L’année prochaine, mes élèves étudieront quelques « animaux » dEtienne Ruhaud. L’idée m’est venue comme une évidence: découverte de la poésie contemporaine pour des adolescents : sacré défi, certes, mais je suis persuadé qu’il y a dans ce merveilleux recueil quelque chose, relevant peut-être de la magie créatrice déjà pour certains perdue de l’enfance, qui saura les toucher ; et également, plus prosaïquement, mine d’or en terme d’exercices d’écriture dont j’ai déjà l’idée…

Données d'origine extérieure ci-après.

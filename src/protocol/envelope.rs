//! Building, signing and opening messages.
//!
//! [`MessageEnvelope`] borrows its collaborators for the duration of one
//! operation and keeps no state of its own.

use crate::crypto::{KeyMaterialProvider, PreKeyBundlePrivate, PublicPreKeyBundle};
use crate::protocol::{Message, MessageBody, MessageKind, UnsignedMessage};
use crate::session::{
    Initiator, RatchetCodec, RatchetKeyAdapter, RatchetKeyStore, Responder, SharedSecret,
};
use crate::utils::{AuthenticationError, ProtocolStateError, Result};
use chrono::Utc;
use log::{debug, info, warn};

/// Plaintext encrypted into every handshake-init message
pub const BOOTSTRAP_PLAINTEXT: &[u8] = b"hi";

/// Builds and opens messages for one party
pub struct MessageEnvelope<'a, K: ?Sized, S: ?Sized> {
    key_material: &'a K,
    codec: &'a RatchetCodec,
    store: &'a S,
}

impl<'a, K, S> MessageEnvelope<'a, K, S>
where
    K: KeyMaterialProvider + ?Sized,
    S: RatchetKeyStore + ?Sized,
{
    /// Create an envelope over the local key material and ratchet store
    pub fn new(key_material: &'a K, codec: &'a RatchetCodec, store: &'a S) -> Self {
        Self {
            key_material,
            codec,
            store,
        }
    }

    /// Run the initiator handshake against `remote_bundle` and build the
    /// signed handshake-init message carrying the encrypted bootstrap
    ///
    /// # Returns
    ///
    /// Tuple of (signed message, shared secret for later messages)
    pub fn build_handshake_init(
        &self,
        remote_bundle: &PublicPreKeyBundle,
    ) -> Result<(Message, SharedSecret)> {
        let chat_key = self.key_material.chat_key_pair()?;
        let (secret, metadata) = Initiator::new(&chat_key).calculate_secret(remote_bundle)?;

        let ratchet = self.codec.encrypt(
            &secret,
            &RatchetKeyAdapter::new(&chat_key),
            self.store,
            BOOTSTRAP_PLAINTEXT,
        )?;

        let message = self.sign(UnsignedMessage {
            sent_at: Utc::now(),
            body: MessageBody::HandshakeInit {
                metadata,
                sender_identity: self.key_material.identity_public_key()?,
            },
            ratchet,
        })?;

        info!(
            "built handshake for responder {}",
            hex::encode(&remote_bundle.identity_key[..8])
        );
        Ok((message, secret))
    }

    /// Encrypt `plaintext` and build a signed ordinary message
    pub fn build_ordinary(&self, plaintext: &[u8], secret: &SharedSecret) -> Result<Message> {
        let chat_key = self.key_material.chat_key_pair()?;
        let ratchet = self.codec.encrypt(
            secret,
            &RatchetKeyAdapter::new(&chat_key),
            self.store,
            plaintext,
        )?;

        self.sign(UnsignedMessage {
            sent_at: Utc::now(),
            body: MessageBody::Ordinary,
            ratchet,
        })
    }

    /// Sign a message with the local identity key
    pub fn sign(&self, message: UnsignedMessage) -> Result<Message> {
        message.sign(self.key_material)
    }

    /// Check a message signature; see [`Message::verify`]
    pub fn verify(&self, message: &Message, known_sender: Option<&[u8; 32]>) -> Result<bool> {
        message.verify(known_sender)
    }

    /// Verify a handshake-init message and derive the shared secret.
    ///
    /// The remote chat key is taken from the ratchet header, where the
    /// initiator places it as its ratchet key.
    pub fn handle_handshake_init(
        &self,
        message: &Message,
        prekeys: &PreKeyBundlePrivate,
    ) -> Result<SharedSecret> {
        let MessageBody::HandshakeInit { metadata, .. } = &message.body else {
            return Err(ProtocolStateError::WrongMessageKind {
                expected: MessageKind::HandshakeInit,
                actual: message.kind(),
            }
            .into());
        };

        if !message.verify(None)? {
            warn!("rejected handshake with invalid signature");
            return Err(AuthenticationError::InvalidSignature.into());
        }

        let chat_key = self.key_material.chat_key_pair()?;
        let secret = Responder::new(&chat_key)
            .secret_from_metadata(&message.ratchet.header.dh, metadata, prekeys)
            .map_err(|err| {
                warn!("handshake rejected: {err}");
                err
            })?;

        info!(
            "accepted handshake from {}",
            hex::encode(&message.ratchet.header.dh[..8])
        );
        Ok(secret)
    }

    /// Verify a message and decrypt its payload
    pub fn decrypt(
        &self,
        message: &Message,
        secret: &SharedSecret,
        known_sender: Option<&[u8; 32]>,
    ) -> Result<Vec<u8>> {
        if !message.verify(known_sender)? {
            warn!(
                "rejected {} message {} with invalid signature",
                message.kind(),
                message.ratchet.header.message_counter
            );
            return Err(AuthenticationError::InvalidSignature.into());
        }

        let plaintext = self.codec.decrypt(
            secret,
            self.store,
            &message.ratchet.header,
            &message.ratchet.ciphertext,
        )?;
        debug!("opened {} message", message.kind());
        Ok(plaintext)
    }
}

… Tel est le sympathique message laissé sur Facebook par mon ami, le poète Gaël Guillarme, professeur de Lettres classiques en Poitou-Charentes. Quelle plus belle récompense que de voir son recueil étudié en classe! Mon autre ami, également écrivain, Christian Ghiotti (alias Nasthir Togitichi), psychologue, a lui fait lire mes textes aux jeunes pensionnaires d’un IME (institut médico-éducatif), en Seine-Saint-Denis. Un chaleureux merci (je reproduis le texte ci-dessous).

Photo de Christian Ghiotti.

Animaux, lue d’une voix haute et craintive, par une élève (légèrement déficiente) d’un IME (institut médico-éducatif). Un bon support d’entretien clinique. Que d’associations ! Et elle lit du Ruhaud avec intérêt et plaisir ! Le surréalisme, ici, c’est la rencontre improbable d’ un livre d’un bon niveau, et d’une jeune femme de 18 ans abonnée aux Mangas. Ça vaut presque celle d’un parapluie et d’une machine à coudre sur une table à dissection… Elle n’est pas, de loin, la plus démunie de cette école. Le lien thérapeutique est bon, où va t elle m’emmener ?

« ANIMALE » (mon propre travail)

Un chaleureux merci à Laurentiu Mamlofaleam et à Diana Adamek.

ENTRETIEN AVEC FRANCK SENAUD (mon propre travail)

Président de l’association évryenne Préfigurations, professeur d’arts plastiques, Franck Senaud a consacré le numéro 115 de son webzine pluridisciplinaire aux « rapports animaux ». Et m’a interviewé.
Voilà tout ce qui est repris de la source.